(Prayer: Civil Miscellaneous Appeals are filed under Section 35G of Central Excise Act, 1944, against the Final Order No.40073 of 2016, dated 20.01.2016, on the file of Customs, Excise and Service Tax Appellate Tribunal (CESTAT), South Zonal Bench, Chennai 600 006.)
S. Manikumar, J.
1. Challenge in this Appeal is to the Final Order No.40073 of 2016, dated 20.01.2016, passed by the Customs, Excise and Service Tax Appellate Tribunal (CESTAT), South Zonal Bench, Chennai 600 006.

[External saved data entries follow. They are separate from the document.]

//! Common error types for LSAP

use thiserror::Error;

/// Common result type for LSAP operations
pub type Result<T> = std::result::Result<T, Error>;

/// Common error types shared by LSAP crates
#[derive(Error, Debug)]
pub enum Error {
    /// I/O operation error (wraps std::io::Error)
    #[error("IO error: {0}")]
    Io(#[from] std::io::Error),

    /// Configuration loading or validation error
    #[error("Configuration error: {0}")]
    Config(String),

    /// TOML parse error
    #[error("TOML parse error: {0}")]
    Toml(#[from] toml::de::Error),
}
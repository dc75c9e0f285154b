//! Core audio data types
//!
//! Defines the units flowing through the pipeline:
//! transport → [`EncodedChunk`] → decoder → [`DecodedAudio`] → validation →
//! [`DecodedBuffer`] → queue → scheduler → output device.

use crate::error::ValidationError;
use std::sync::Arc;
use tokio::time::Instant;

/// Upper bound on a plausible decoded chunk duration
pub const MAX_BUFFER_DURATION_SECS: f64 = 30.0;

/// Bytes per sample used for memory estimates (worst-case f32 accounting)
pub const BYTES_PER_SAMPLE: u64 = 4;

/// One unit of encoded audio as received from the transport.
///
/// The payload is opaque and self-describing; it is shared (`Arc`) so that
/// retries can hand the same bytes to the decoder without copying.
#[derive(Debug, Clone)]
pub struct EncodedChunk {
    /// Arrival sequence number (monotonic per engine)
    pub sequence: u64,

    /// Encoded bytes
    pub data: Arc<[u8]>,

    /// When the chunk arrived
    pub received_at: Instant,
}

impl EncodedChunk {
    /// Create a chunk stamped with the current instant
    pub fn new(sequence: u64, data: impl Into<Arc<[u8]>>) -> Self {
        Self {
            sequence,
            data: data.into(),
            received_at: Instant::now(),
        }
    }

    /// Payload length in bytes
    pub fn len(&self) -> usize {
        self.data.len()
    }

    /// True if the payload is empty
    pub fn is_empty(&self) -> bool {
        self.data.is_empty()
    }
}

/// Raw decoder output before validation.
///
/// **Format:** interleaved f32 samples `[c0, c1, ..., c0, c1, ...]`.
#[derive(Debug, Clone, Default)]
pub struct DecodedAudio {
    pub samples: Vec<f32>,
    pub sample_rate: u32,
    pub channels: u16,
}

/// Validated PCM buffer ready for queueing and playback.
///
/// Invariants (enforced by [`DecodedBuffer::from_decoded`]):
/// - `sample_rate > 0`
/// - `channels > 0`
/// - `0 < duration < 30s`
#[derive(Debug, Clone)]
pub struct DecodedBuffer {
    /// Sequence number of the chunk this buffer was decoded from
    pub sequence: u64,

    /// Interleaved f32 samples
    pub samples: Vec<f32>,

    /// Sample rate in Hz
    pub sample_rate: u32,

    /// Channel count
    pub channels: u16,

    /// Duration in seconds
    pub duration: f64,
}

impl DecodedBuffer {
    /// Validate decoder output and wrap it as a playable buffer.
    ///
    /// A structurally valid but out-of-bounds result is rejected; on error
    /// the sample storage is handed back so it can be recycled.
    pub fn from_decoded(
        sequence: u64,
        audio: DecodedAudio,
    ) -> std::result::Result<Self, (ValidationError, Vec<f32>)> {
        let DecodedAudio {
            samples,
            sample_rate,
            channels,
        } = audio;

        if sample_rate == 0 {
            return Err((ValidationError::InvalidSampleRate(sample_rate), samples));
        }
        if channels == 0 {
            return Err((ValidationError::InvalidChannelCount(channels), samples));
        }
        if samples.len() % channels as usize != 0 {
            let len = samples.len();
            return Err((
                ValidationError::MisalignedSamples {
                    samples: len,
                    channels,
                },
                samples,
            ));
        }

        let frames = samples.len() / channels as usize;
        let duration = frames as f64 / sample_rate as f64;
        if !(duration > 0.0 && duration < MAX_BUFFER_DURATION_SECS) {
            return Err((ValidationError::ImplausibleDuration(duration), samples));
        }

        Ok(Self {
            sequence,
            samples,
            sample_rate,
            channels,
            duration,
        })
    }

    /// Number of frames (samples per channel)
    pub fn frames(&self) -> usize {
        self.samples.len() / self.channels.max(1) as usize
    }

    /// Estimated memory footprint: `sample_rate × channels × duration × 4`.
    ///
    /// A soft admission heuristic for the queue, not exact accounting.
    pub fn estimated_bytes(&self) -> u64 {
        (self.sample_rate as f64 * self.channels as f64 * self.duration * BYTES_PER_SAMPLE as f64)
            .round() as u64
    }

    /// Give up the sample storage (for recycling)
    pub fn into_samples(self) -> Vec<f32> {
        self.samples
    }
}
//! Health assessment and quality scoring
//!
//! Pure functions over a snapshot of engine state; the engine gathers the
//! inputs and [`HealthReport::assemble`] turns them into the host-facing
//! report.

use crate::audio::output::DeviceState;
use crate::playback::buffer_pool::PoolStats;
use crate::playback::queue::PlaybackQueue;
use crate::telemetry::metrics::{ErrorRecord, MetricsSnapshot};
use chrono::{DateTime, Utc};
use lsap_common::events::{HealthState, HealthStatus, QualityBand};
use serde::Serialize;

/// Drop rate above which the stream is considered lossy
pub const DROP_RATE_THRESHOLD: f64 = 0.10;

/// Queue fill ratio above which the queue is considered nearly full
pub const QUEUE_FULL_THRESHOLD: f64 = 0.90;

/// Estimated-memory ratio above which memory pressure is reported
pub const MEMORY_PRESSURE_THRESHOLD: f64 = 0.90;

/// A detected health problem
#[derive(Debug, Clone, Copy, PartialEq, Eq, Serialize)]
#[serde(rename_all = "snake_case")]
pub enum HealthIssue {
    DeviceInactive,
    HighDropRate,
    MemoryPressure,
    QueueNearlyFull,
}

/// Detect issues from current conditions
pub fn assess_issues(
    device_state: DeviceState,
    drop_rate: f64,
    memory_pressure: bool,
    queue_occupancy: f64,
) -> Vec<HealthIssue> {
    let mut issues = Vec::new();
    if device_state != DeviceState::Active {
        issues.push(HealthIssue::DeviceInactive);
    }
    if drop_rate > DROP_RATE_THRESHOLD {
        issues.push(HealthIssue::HighDropRate);
    }
    if memory_pressure {
        issues.push(HealthIssue::MemoryPressure);
    }
    if queue_occupancy > QUEUE_FULL_THRESHOLD {
        issues.push(HealthIssue::QueueNearlyFull);
    }
    issues
}

/// Quality score in [0, 100]
///
/// `100 − dropRate×50`, −20 if average latency exceeds 100ms, another −20
/// above 200ms, −15 under memory pressure.
///
/// Latency is the average gap between chunk arrivals, not transport or
/// decode delay, so a sender pacing chunks 250ms apart scores at most 60
/// even with no loss.
pub fn quality_score(drop_rate: f64, avg_latency_ms: f64, memory_pressure: bool) -> f64 {
    let mut score = 100.0 - drop_rate * 50.0;
    if avg_latency_ms > 100.0 {
        score -= 20.0;
    }
    if avg_latency_ms > 200.0 {
        score -= 20.0;
    }
    if memory_pressure {
        score -= 15.0;
    }
    score.clamp(0.0, 100.0)
}

/// Queue section of the health report
#[derive(Debug, Clone, PartialEq, Serialize)]
pub struct QueueReport {
    pub size: usize,
    pub max_count: usize,
    pub occupancy: f64,
    pub total_duration_secs: f64,
    pub estimated_bytes: u64,
    pub max_memory_bytes: u64,
    pub memory_occupancy: f64,
    pub evicted: u64,
}

impl QueueReport {
    pub fn from_queue(queue: &PlaybackQueue) -> Self {
        Self {
            size: queue.size(),
            max_count: queue.max_count(),
            occupancy: queue.occupancy(),
            total_duration_secs: queue.total_duration(),
            estimated_bytes: queue.estimated_bytes(),
            max_memory_bytes: queue.max_memory_bytes(),
            memory_occupancy: queue.memory_occupancy(),
            evicted: queue.evicted_count(),
        }
    }
}

/// Everything the report is computed from
pub struct ReportInputs {
    pub state: HealthState,
    pub consecutive_failures: u32,
    pub device_state: DeviceState,
    pub queue: QueueReport,
    pub pool: PoolStats,
    pub metrics: MetricsSnapshot,
    pub average_latency_ms: f64,
    pub external_memory_pressure: bool,
    pub recent_errors: Vec<ErrorRecord>,
}

/// Pull-style health report for the host
#[derive(Debug, Clone, Serialize)]
pub struct HealthReport {
    pub generated_at: DateTime<Utc>,
    pub status: HealthStatus,
    pub state: HealthState,
    pub issues: Vec<HealthIssue>,
    pub device_state: DeviceState,
    pub memory_pressure: bool,
    pub consecutive_failures: u32,
    pub quality_score: f64,
    pub quality: QualityBand,
    pub queue: QueueReport,
    pub pool: PoolStats,
    pub metrics: MetricsSnapshot,
    pub recent_errors: Vec<ErrorRecord>,
}

impl HealthReport {
    pub fn assemble(inputs: ReportInputs) -> Self {
        let memory_pressure = inputs.external_memory_pressure
            || inputs.queue.memory_occupancy > MEMORY_PRESSURE_THRESHOLD;
        let issues = assess_issues(
            inputs.device_state,
            inputs.metrics.drop_rate,
            memory_pressure,
            inputs.queue.occupancy,
        );
        let score = quality_score(
            inputs.metrics.drop_rate,
            inputs.average_latency_ms,
            memory_pressure,
        );

        Self {
            generated_at: lsap_common::time::now(),
            status: HealthStatus::from_issue_count(issues.len()),
            state: inputs.state,
            issues,
            device_state: inputs.device_state,
            memory_pressure,
            consecutive_failures: inputs.consecutive_failures,
            quality_score: score,
            quality: QualityBand::from_score(score),
            queue: inputs.queue,
            pool: inputs.pool,
            metrics: inputs.metrics,
            recent_errors: inputs.recent_errors,
        }
    }
}

#[cfg(test)]
mod tests {
    use super::*;

    #[test]
    fn test_no_issues_is_healthy() {
        let issues = assess_issues(DeviceState::Active, 0.0, false, 0.5);
        assert!(issues.is_empty());
        assert_eq!(HealthStatus::from_issue_count(issues.len()), HealthStatus::Healthy);
    }

    #[test]
    fn test_two_issues_is_warning() {
        let issues = assess_issues(DeviceState::Suspended, 0.2, false, 0.5);
        assert_eq!(issues, vec![HealthIssue::DeviceInactive, HealthIssue::HighDropRate]);
        assert_eq!(HealthStatus::from_issue_count(issues.len()), HealthStatus::Warning);
    }

    #[test]
    fn test_three_issues_is_critical() {
        let issues = assess_issues(DeviceState::Closed, 0.5, true, 0.95);
        assert_eq!(issues.len(), 4);
        assert_eq!(HealthStatus::from_issue_count(issues.len()), HealthStatus::Critical);
    }

    #[test]
    fn test_quality_score_perfect() {
        assert_eq!(quality_score(0.0, 20.0, false), 100.0);
    }

    #[test]
    fn test_quality_score_penalties() {
        // 100 - 10 - 20 = 70
        assert_eq!(quality_score(0.2, 150.0, false), 70.0);
        // 100 - 0 - 40 - 15 = 45
        assert_eq!(quality_score(0.0, 250.0, true), 45.0);
        assert_eq!(QualityBand::from_score(45.0), QualityBand::Fair);
    }

    #[test]
    fn test_arrival_gap_drives_latency_penalty() {
        use crate::telemetry::metrics::Metrics;
        use std::time::Duration;
        use tokio::time::Instant;

        let mut metrics = Metrics::new();
        let base = Instant::now();
        for i in 0..5 {
            metrics.record_arrival(base + Duration::from_millis(250 * i));
            metrics.record_processed();
        }

        assert_eq!(metrics.average_latency_ms(), 250.0);
        let score = quality_score(metrics.drop_rate(), metrics.average_latency_ms(), false);
        assert_eq!(score, 60.0);
        assert_eq!(QualityBand::from_score(score), QualityBand::Good);
    }

    #[test]
    fn test_quality_score_clamped() {
        assert_eq!(quality_score(1.0, 500.0, true), 0.0);
    }

    #[test]
    fn test_assemble_detects_memory_pressure_from_queue() {
        let report = HealthReport::assemble(ReportInputs {
            state: HealthState::Normal,
            consecutive_failures: 0,
            device_state: DeviceState::Active,
            queue: QueueReport {
                size: 5,
                max_count: 50,
                occupancy: 0.1,
                total_duration_secs: 5.0,
                estimated_bytes: 95,
                max_memory_bytes: 100,
                memory_occupancy: 0.95,
                evicted: 0,
            },
            pool: PoolStats::default(),
            metrics: MetricsSnapshot::default(),
            average_latency_ms: 0.0,
            external_memory_pressure: false,
            recent_errors: Vec::new(),
        });
        assert!(report.memory_pressure);
        assert_eq!(report.issues, vec![HealthIssue::MemoryPressure]);
        assert_eq!(report.status, HealthStatus::Warning);
        assert_eq!(report.quality_score, 85.0);
        assert_eq!(report.quality, QualityBand::Excellent);
    }
}
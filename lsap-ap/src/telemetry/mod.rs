//! Telemetry and health
//!
//! [`Telemetry`] is the single sink components report into: it owns the
//! rolling metrics and error history, and is the only place engine events
//! are emitted from. Every error reaching the host goes through
//! [`Error::classify`] first.

pub mod health;
pub mod metrics;

pub use health::{HealthIssue, HealthReport, QueueReport, ReportInputs};
pub use metrics::{ErrorRecord, Metrics, MetricsSnapshot};

use crate::error::{Error, UserFacingError};
use lsap_common::events::{EngineEvent, EventBus, QualityBand};
use metrics::ErrorHistory;
use parking_lot::Mutex;
use std::sync::atomic::{AtomicBool, Ordering};
use std::sync::Arc;
use std::time::Duration;
use tokio::time::Instant;
use tracing::{info, warn};

/// Metrics, error history and event emission
pub struct Telemetry {
    events: Arc<EventBus>,
    metrics: Mutex<Metrics>,
    errors: Mutex<ErrorHistory>,
    memory_pressure: AtomicBool,
}

impl Telemetry {
    pub fn new(events: Arc<EventBus>) -> Self {
        Self {
            events,
            metrics: Mutex::new(Metrics::new()),
            errors: Mutex::new(ErrorHistory::new()),
            memory_pressure: AtomicBool::new(false),
        }
    }

    pub fn events(&self) -> &Arc<EventBus> {
        &self.events
    }

    pub fn record_arrival(&self, at: Instant) {
        self.metrics.lock().record_arrival(at);
    }

    pub fn record_decode_time(&self, elapsed: Duration) {
        self.metrics.lock().record_decode_time(elapsed);
    }

    pub fn record_queue_size(&self, size: usize) {
        self.metrics.lock().record_queue_size(size);
    }

    pub fn record_processed(&self) {
        self.metrics.lock().record_processed();
    }

    pub fn record_dropped(&self) {
        self.metrics.lock().record_dropped();
    }

    /// Set or clear the external memory-pressure signal
    pub fn set_memory_pressure(&self, active: bool) {
        let previous = self.memory_pressure.swap(active, Ordering::SeqCst);
        if previous != active {
            info!("External memory pressure {}", if active { "raised" } else { "cleared" });
        }
    }

    pub fn memory_pressure(&self) -> bool {
        self.memory_pressure.load(Ordering::SeqCst)
    }

    pub fn metrics_snapshot(&self) -> MetricsSnapshot {
        self.metrics.lock().snapshot()
    }

    pub fn average_latency_ms(&self) -> f64 {
        self.metrics.lock().average_latency_ms()
    }

    pub fn recent_errors(&self) -> Vec<ErrorRecord> {
        self.errors.lock().recent()
    }

    /// Classify an error, record it, and emit an `Error` event.
    ///
    /// The raw error is logged; only the classified form leaves the engine.
    pub fn report_error(&self, operation: &str, error: &Error) -> UserFacingError {
        warn!("{} failed: {}", operation, error);
        let classified = error.classify();
        self.emit_error(operation, &classified);
        classified
    }

    /// Record and emit an already classified error
    pub fn emit_error(&self, operation: &str, classified: &UserFacingError) {
        self.errors
            .lock()
            .push(operation, &classified.message, classified.recoverable);
        self.events.emit_lossy(EngineEvent::Error {
            operation: operation.to_string(),
            message: classified.message.clone(),
            suggestion: classified.suggestion.clone(),
            recoverable: classified.recoverable,
            timestamp: lsap_common::time::now(),
        });
    }

    pub fn report_recovery(&self, operation: &str, message: impl Into<String>) {
        let message = message.into();
        info!("✅ {}: {}", operation, message);
        self.events.emit_lossy(EngineEvent::Recovery {
            operation: operation.to_string(),
            message,
            timestamp: lsap_common::time::now(),
        });
    }

    pub fn report_activation_required(&self, operation: &str) {
        warn!("{} blocked: output device requires activation", operation);
        self.events.emit_lossy(EngineEvent::ActivationRequired {
            operation: operation.to_string(),
            message: "Audio output is suspended and needs to be activated".to_string(),
            timestamp: lsap_common::time::now(),
        });
    }

    pub fn report_quality_change(&self, status: QualityBand) {
        info!("Stream quality changed to {}", status);
        self.events.emit_lossy(EngineEvent::QualityChange { status });
    }
}
//! Configuration file discovery and TOML loading
//!
//! Config path resolution priority:
//! 1. Command-line argument (highest priority)
//! 2. Environment variable
//! 3. Platform config directory (`<config_dir>/lsap/config.toml`), if present
//! 4. None - caller falls back to built-in defaults

use crate::{Error, Result};
use serde::de::DeserializeOwned;
use std::path::{Path, PathBuf};
use tracing::{info, warn};

/// Environment variable naming the configuration file
pub const CONFIG_ENV_VAR: &str = "LSAP_CONFIG";

/// Resolve the configuration file path
///
/// Returns `None` when no CLI argument or environment variable is given and no
/// platform config file exists. A missing config file is not an error: the
/// engine runs on built-in defaults.
pub fn resolve_config_path(cli_arg: Option<&Path>, env_var_name: &str) -> Option<PathBuf> {
    // Priority 1: Command-line argument
    if let Some(path) = cli_arg {
        return Some(path.to_path_buf());
    }

    // Priority 2: Environment variable
    if let Ok(path) = std::env::var(env_var_name) {
        if !path.is_empty() {
            return Some(PathBuf::from(path));
        }
    }

    // Priority 3: Platform config directory
    default_config_path().filter(|p| p.exists())
}

/// Platform default configuration file path
///
/// - Linux: `~/.config/lsap/config.toml`
/// - macOS: `~/Library/Application Support/lsap/config.toml`
/// - Windows: `%APPDATA%\lsap\config.toml`
pub fn default_config_path() -> Option<PathBuf> {
    dirs::config_dir().map(|d| d.join("lsap").join("config.toml"))
}

/// Load and deserialize a TOML file
pub fn load_toml_file<T: DeserializeOwned>(path: &Path) -> Result<T> {
    let content = std::fs::read_to_string(path).map_err(|e| {
        Error::Config(format!("Failed to read config file {}: {}", path.display(), e))
    })?;
    let value = toml::from_str(&content)?;
    info!("Loaded configuration from {}", path.display());
    Ok(value)
}

/// Load a TOML config if a path resolves, otherwise use defaults
///
/// An explicitly requested file that cannot be read or parsed is an error.
/// With no file at all, logs a warning and returns `T::default()`.
pub fn load_or_default<T: DeserializeOwned + Default>(path: Option<&Path>) -> Result<T> {
    match path {
        Some(path) => load_toml_file(path),
        None => {
            warn!("No configuration file found, using built-in defaults");
            Ok(T::default())
        }
    }
}
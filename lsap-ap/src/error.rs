//! Error types for lsap-ap
//!
//! Defines the engine's error taxonomy using thiserror:
//! - [`DecodeError`]: chunk could not be turned into PCM (malformed, unsupported,
//!   timeout, size bounds, memory pressure)
//! - [`ContextError`]: output device unavailable or awaiting external activation
//! - [`PlaybackError`]: scheduling/device failure, playback timeout, cancellation
//! - [`ValidationError`]: decoded buffer violates sanity bounds
//!
//! None of these are fatal to the engine. Anything surfaced to the host goes
//! through [`Error::classify`], which yields a short message plus an actionable
//! suggestion instead of the raw internal error.

use thiserror::Error;

/// Main error type for lsap-ap
#[derive(Error, Debug, Clone)]
pub enum Error {
    /// Configuration loading or validation errors
    #[error("Configuration error: {0}")]
    Config(String),

    /// Chunk decode failures
    #[error("Audio decode error: {0}")]
    Decode(#[from] DecodeError),

    /// Output device context failures
    #[error("Audio context error: {0}")]
    Context(#[from] ContextError),

    /// Playback scheduling failures
    #[error("Playback error: {0}")]
    Playback(#[from] PlaybackError),

    /// Decoded buffer failed sanity checks
    #[error("Validation error: {0}")]
    Validation(#[from] ValidationError),

    /// Queue admission failures
    #[error("Queue error: {0}")]
    Queue(String),

    /// Other errors
    #[error("Internal error: {0}")]
    Internal(String),
}

/// Decode failure causes
#[derive(Error, Debug, Clone, PartialEq)]
pub enum DecodeError {
    /// Zero-length chunk
    #[error("chunk is empty")]
    Empty,

    /// Chunk below the configured minimum size
    #[error("chunk of {size} bytes is below the {min}-byte minimum")]
    Undersized { size: usize, min: usize },

    /// Chunk above the configured maximum size
    #[error("chunk of {size} bytes exceeds the {max}-byte maximum")]
    Oversized { size: usize, max: usize },

    /// Bytes could not be parsed or decoded
    #[error("malformed audio data: {0}")]
    Malformed(String),

    /// Container or codec not supported
    #[error("unsupported audio format: {0}")]
    Unsupported(String),

    /// Decode attempt did not finish in time
    #[error("decode attempt {attempt} timed out after {timeout_ms}ms")]
    Timeout { attempt: u32, timeout_ms: u64 },

    /// Decoded audio could not be converted to the device rate
    #[error("sample rate conversion failed: {0}")]
    Resample(String),

    /// Chunk dropped because the queue stayed too full after cleanup
    #[error("dropped under memory pressure ({queued}/{max_count} queued)")]
    MemoryPressure { queued: usize, max_count: usize },
}

/// Output device context failures
#[derive(Error, Debug, Clone, PartialEq)]
pub enum ContextError {
    /// Device is suspended and resuming requires an external activation signal
    #[error("output device requires activation")]
    ActivationRequired,

    /// Device is closed or could not be opened/resumed
    #[error("output device unavailable: {0}")]
    Unavailable(String),
}

/// Playback failures
#[derive(Error, Debug, Clone, PartialEq)]
pub enum PlaybackError {
    /// Device refused to schedule the buffer
    #[error("failed to schedule buffer: {0}")]
    Scheduling(String),

    /// Device failed during playback
    #[error("output device failure: {0}")]
    Device(String),

    /// Playback did not complete within duration + grace
    #[error("playback timed out after {timeout_ms}ms")]
    Timeout { timeout_ms: u64 },

    /// Playback was cancelled by stop
    #[error("playback cancelled")]
    Cancelled,
}

/// Decoded buffer sanity violations
#[derive(Error, Debug, Clone, PartialEq)]
pub enum ValidationError {
    #[error("invalid sample rate {0}")]
    InvalidSampleRate(u32),

    #[error("invalid channel count {0}")]
    InvalidChannelCount(u16),

    #[error("implausible duration {0:.3}s")]
    ImplausibleDuration(f64),

    #[error("sample count {samples} is not a multiple of {channels} channels")]
    MisalignedSamples { samples: usize, channels: u16 },
}

/// User-facing classification of an error
#[derive(Debug, Clone, PartialEq, Eq)]
pub struct UserFacingError {
    /// Short classified message
    pub message: String,
    /// Actionable suggestion
    pub suggestion: String,
    /// Whether the engine continues on its own
    pub recoverable: bool,
}

impl UserFacingError {
    fn new(message: &str, suggestion: &str, recoverable: bool) -> Self {
        Self {
            message: message.to_string(),
            suggestion: suggestion.to_string(),
            recoverable,
        }
    }
}

impl Error {
    /// Classify into a short message plus actionable suggestion
    pub fn classify(&self) -> UserFacingError {
        match self {
            Error::Decode(DecodeError::Timeout { .. }) => UserFacingError::new(
                "Audio processing timed out",
                "Check your network connection; playback continues with the next chunk",
                true,
            ),
            Error::Decode(DecodeError::Malformed(_)) => UserFacingError::new(
                "Received corrupted audio data",
                "Playback continues with the next chunk; restart the stream if this persists",
                true,
            ),
            Error::Decode(DecodeError::Unsupported(_)) => UserFacingError::new(
                "Audio format not supported",
                "Make sure the sender is streaming a supported audio format",
                true,
            ),
            Error::Decode(DecodeError::Resample(_)) => UserFacingError::new(
                "Audio could not be prepared for the output device",
                "Playback continues with the next chunk; check the sender's sample rate",
                true,
            ),
            Error::Decode(
                DecodeError::Empty | DecodeError::Undersized { .. } | DecodeError::Oversized { .. },
            ) => UserFacingError::new(
                "Received an invalid audio chunk",
                "The chunk was skipped; check the sender if this keeps happening",
                true,
            ),
            Error::Decode(DecodeError::MemoryPressure { .. }) => UserFacingError::new(
                "System is low on memory",
                "Close other applications to free memory; some audio was skipped",
                true,
            ),
            Error::Context(ContextError::ActivationRequired) => UserFacingError::new(
                "Audio playback needs to be enabled",
                "Activate audio output (for example by clicking the page) to continue",
                true,
            ),
            Error::Context(ContextError::Unavailable(_)) => UserFacingError::new(
                "Audio output device unavailable",
                "Check that an output device is connected and not in use",
                false,
            ),
            Error::Playback(PlaybackError::Timeout { .. }) => UserFacingError::new(
                "Audio playback timed out",
                "Playback was stopped; try again or check the output device",
                true,
            ),
            Error::Playback(PlaybackError::Cancelled) => UserFacingError::new(
                "Audio playback was stopped",
                "Start the stream again to resume playback",
                true,
            ),
            Error::Playback(_) => UserFacingError::new(
                "Audio playback failed",
                "Playback will retry automatically; check the output device if it persists",
                true,
            ),
            Error::Validation(_) => UserFacingError::new(
                "Received audio with invalid parameters",
                "The chunk was skipped; check the sender's audio settings",
                true,
            ),
            Error::Queue(_) => UserFacingError::new(
                "Audio buffer is full",
                "Some audio was skipped to keep playback in sync",
                true,
            ),
            Error::Config(_) => UserFacingError::new(
                "Audio engine is misconfigured",
                "Check the configuration file and restart",
                false,
            ),
            Error::Internal(_) => UserFacingError::new(
                "Unexpected audio engine error",
                "Restart the stream; report the problem if it persists",
                true,
            ),
        }
    }

    /// True for errors that count toward the consecutive-failure threshold.
    ///
    /// Everything else (size bounds, memory pressure, activation, cancel) is
    /// a drop or a state, not a failure, and is not retried.
    pub fn counts_as_failure(&self) -> bool {
        matches!(
            self,
            Error::Decode(
                DecodeError::Malformed(_)
                    | DecodeError::Unsupported(_)
                    | DecodeError::Timeout { .. }
                    | DecodeError::Resample(_)
            ) | Error::Validation(_)
                | Error::Playback(
                    PlaybackError::Scheduling(_) | PlaybackError::Device(_) | PlaybackError::Timeout { .. }
                )
        )
    }
}

/// Convenience Result type using lsap-ap Error
pub type Result<T> = std::result::Result<T, Error>;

2. Short facts leading to the appeal are that M/s.Bright Brothers Ltd., the 2nd respondent herein, are the manufacturers of parts of washing machine, falling under Chapter Sub-heading 84509010 of the First Schedule to the Central Excise Tariff Act, 1985. On 24.01.2008, the 2nd respondent availed CENVAT Credit of Service Tax of Rs.25,75,000/- distributed by their Head Office, at Mumbai, as Input Service Distributor, vide Bill No.15/07-08, dated 13.12.2007. The said credit arose on account of service received from M/s.Ambit Corporate Finance Ltd., Mumbai, for assisting sale of 5 units of M/s.Bright Brothers Ltd., at various places. M/s.Ambit Corporate Finance Ltd., is registered at Mumbai, for providing Management Consultancy Services/Business Support Service.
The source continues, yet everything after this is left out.